According to the scheme’s 2024 financial statement, Azimut, Anima, and Groupama Asset Management have secured an active balanced mandate worth €288m. Amundi, Fidelity International, Goldman Sachs Asset Management (GSAM), and PIMCO have been tasked with managing €366m under an active corporate bond mandate.

GSAM replaces Abrdn, which no longer holds the necessary UCITS permissions to manage the scheme’s SICAV fund domiciled in Luxembourg, BCC CRA disclosed.

Azimut, Eurizon Capital, and Pictet Asset Management have been appointed to run an active equity mandate for €204m. Meanwhile, Generali Insurance Asset Management, Eurizon, Threadneedle Asset Management, Franklin Templeton, and Payden & Rygel will manage €760.5m under an active government bond mandate.

The latest round of manager appointments follows a broader decision to diversify portfolios via new “specialist and balanced world mandates”, with an emphasis on global market exposure. A new SICAV structure has also been established to streamline investment in liquid asset classes.

Strategic review 2025–2027

The mandate awards are part of a wider restructuring of both liquid and illiquid portfolios for the 2025–27 period, as several existing private market investments reach maturity.

BCC CRA is now allocating capital across five macro asset classes: monetary, bonds (listed and private), equities (listed and private), absolute return, and real assets.
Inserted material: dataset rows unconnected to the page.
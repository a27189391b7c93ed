#[cfg(feature = "instrumentation")]
use std::sync::atomic::{AtomicU64, Ordering};

/// Reuse counters of one pool.
///
/// With the `instrumentation` feature disabled this type has no fields and every method
/// compiles to nothing.
#[derive(Debug, Default)]
pub(crate) struct Diagnostics {
    #[cfg(feature = "instrumentation")]
    reuse_attempts: AtomicU64,

    #[cfg(feature = "instrumentation")]
    reuse_successes: AtomicU64,

    #[cfg(feature = "instrumentation")]
    fresh_allocations: AtomicU64,

    #[cfg(feature = "instrumentation")]
    reclaimed: AtomicU64,
}

impl Diagnostics {
    /// Records one acquisition attempt and whether a free block satisfied it.
    #[inline]
    pub(crate) fn record_acquisition(&self, reused: bool) {
        #[cfg(feature = "instrumentation")]
        {
            self.reuse_attempts.fetch_add(1, Ordering::Relaxed);

            if reused {
                // Release pairs with the Acquire in `snapshot()` so that a reader who sees
                // this success also sees the attempt above.
                self.reuse_successes.fetch_add(1, Ordering::Release);
            }
        }

        #[cfg(not(feature = "instrumentation"))]
        let _ = reused;
    }

    #[inline]
    pub(crate) fn record_fresh_allocation(&self) {
        #[cfg(feature = "instrumentation")]
        self.fresh_allocations.fetch_add(1, Ordering::Relaxed);
    }

    #[inline]
    pub(crate) fn record_reclaimed(&self, count: usize) {
        #[cfg(feature = "instrumentation")]
        self.reclaimed
            .fetch_add(u64::try_from(count).unwrap_or(u64::MAX), Ordering::Relaxed);

        #[cfg(not(feature = "instrumentation"))]
        let _ = count;
    }

    pub(crate) fn snapshot(&self) -> ReuseStats {
        #[cfg(feature = "instrumentation")]
        {
            let reuse_successes = self.reuse_successes.load(Ordering::Acquire);
            let reuse_attempts = self.reuse_attempts.load(Ordering::Relaxed);

            ReuseStats {
                reuse_attempts,
                reuse_successes,
                fresh_allocations: self.fresh_allocations.load(Ordering::Relaxed),
                reclaimed: self.reclaimed.load(Ordering::Relaxed),
            }
        }

        #[cfg(not(feature = "instrumentation"))]
        ReuseStats::default()
    }
}

/// A point-in-time copy of the reuse counters of a [`BucketPool`][crate::BucketPool].
///
/// All counters only ever increase over the lifetime of a pool, and
/// `reuse_successes() <= reuse_attempts()` holds for every snapshot.
///
/// The counters are only maintained when the `instrumentation` feature is enabled (the
/// default). Otherwise every snapshot is all zeros.
///
/// # Examples
///
/// ```
/// use bucket_pool::BucketPool;
///
/// let pool = BucketPool::new();
///
/// drop(pool.make_owned(42_u64)?);
/// drop(pool.make_owned(43_u64)?);
///
/// let stats = pool.stats();
/// # #[cfg(feature = "instrumentation")]
/// # {
/// assert_eq!(stats.reuse_attempts(), 2);
/// assert_eq!(stats.reuse_successes(), 1);
/// assert_eq!(stats.reuse_rate(), Some(0.5));
/// # }
/// # Ok::<(), bucket_pool::Error>(())
/// ```
#[derive(Clone, Copy, Debug, Default, Eq, PartialEq)]
pub struct ReuseStats {
    reuse_attempts: u64,
    reuse_successes: u64,
    fresh_allocations: u64,
    reclaimed: u64,
}

impl ReuseStats {
    /// Number of acquisitions, whether or not they were satisfied from a bucket.
    #[must_use]
    #[inline]
    pub fn reuse_attempts(&self) -> u64 {
        self.reuse_attempts
    }

    /// Number of acquisitions satisfied by a previously released block.
    #[must_use]
    #[inline]
    pub fn reuse_successes(&self) -> u64 {
        self.reuse_successes
    }

    /// Number of blocks obtained from the system allocator.
    #[must_use]
    #[inline]
    pub fn fresh_allocations(&self) -> u64 {
        self.fresh_allocations
    }

    /// Number of pooled blocks given back to the system allocator by reclaiming.
    #[must_use]
    #[inline]
    pub fn reclaimed(&self) -> u64 {
        self.reclaimed
    }

    /// Fraction of acquisitions that reused a block, or `None` before the first acquisition.
    #[must_use]
    #[expect(
        clippy::cast_precision_loss,
        reason = "a ratio does not need every bit of a 64-bit counter"
    )]
    pub fn reuse_rate(&self) -> Option<f64> {
        if self.reuse_attempts == 0 {
            return None;
        }

        Some(self.reuse_successes as f64 / self.reuse_attempts as f64)
    }
}

#[cfg(test)]
#[cfg_attr(coverage_nightly, coverage(off))]
mod tests {
    use static_assertions::assert_impl_all;

    use super::*;

    assert_impl_all!(Diagnostics: Send, Sync);
    assert_impl_all!(ReuseStats: Send, Sync, Copy);

    #[test]
    fn rate_is_none_without_attempts() {
        assert_eq!(ReuseStats::default().reuse_rate(), None);
    }

    #[cfg(feature = "instrumentation")]
    #[test]
    fn counts_hits_and_misses() {
        let diagnostics = Diagnostics::default();

        diagnostics.record_acquisition(false);
        diagnostics.record_fresh_allocation();
        diagnostics.record_acquisition(true);
        diagnostics.record_acquisition(true);
        diagnostics.record_reclaimed(5);

        let stats = diagnostics.snapshot();
        assert_eq!(stats.reuse_attempts(), 3);
        assert_eq!(stats.reuse_successes(), 2);
        assert_eq!(stats.fresh_allocations(), 1);
        assert_eq!(stats.reclaimed(), 5);

        let rate = stats.reuse_rate().unwrap();
        assert!((rate - 2.0 / 3.0).abs() < 1e-9);
    }

    #[cfg(not(feature = "instrumentation"))]
    #[test]
    fn counters_stay_zero_without_instrumentation() {
        let diagnostics = Diagnostics::default();

        diagnostics.record_acquisition(true);
        diagnostics.record_fresh_allocation();
        diagnostics.record_reclaimed(5);

        assert_eq!(diagnostics.snapshot(), ReuseStats::default());
    }
}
Under the revised strategy, the €2.4bn ‘Raccolta’ sub-fund will tilt towards developed market government bonds while scaling back exposure to higher-risk segments such as investment-grade corporate credit and emerging market equities.

The ‘Crescita’ sub-fund, worth €435m, is also increasing its exposure to developed market sovereign and investment-grade corporate bonds, at the expense of emerging market debt, high yield, and private credit.

‘Semina’, the €390m sub-fund, is boosting allocations to investment-grade corporate bonds and, to a lesser extent, developed market sovereigns, while reducing exposure to emerging market debt, high yield, and private debt.

Across all three sub-funds, the pension fund will trim allocations to absolute return strategies in favour of fixed income, anticipating improved yields, the statement noted.

Ahead of the strategic overhaul, BCC CRA had already revised its illiquid portfolio by reducing infrastructure and real estate exposure from 13% to 9%, reallocating capital to private equity and private debt.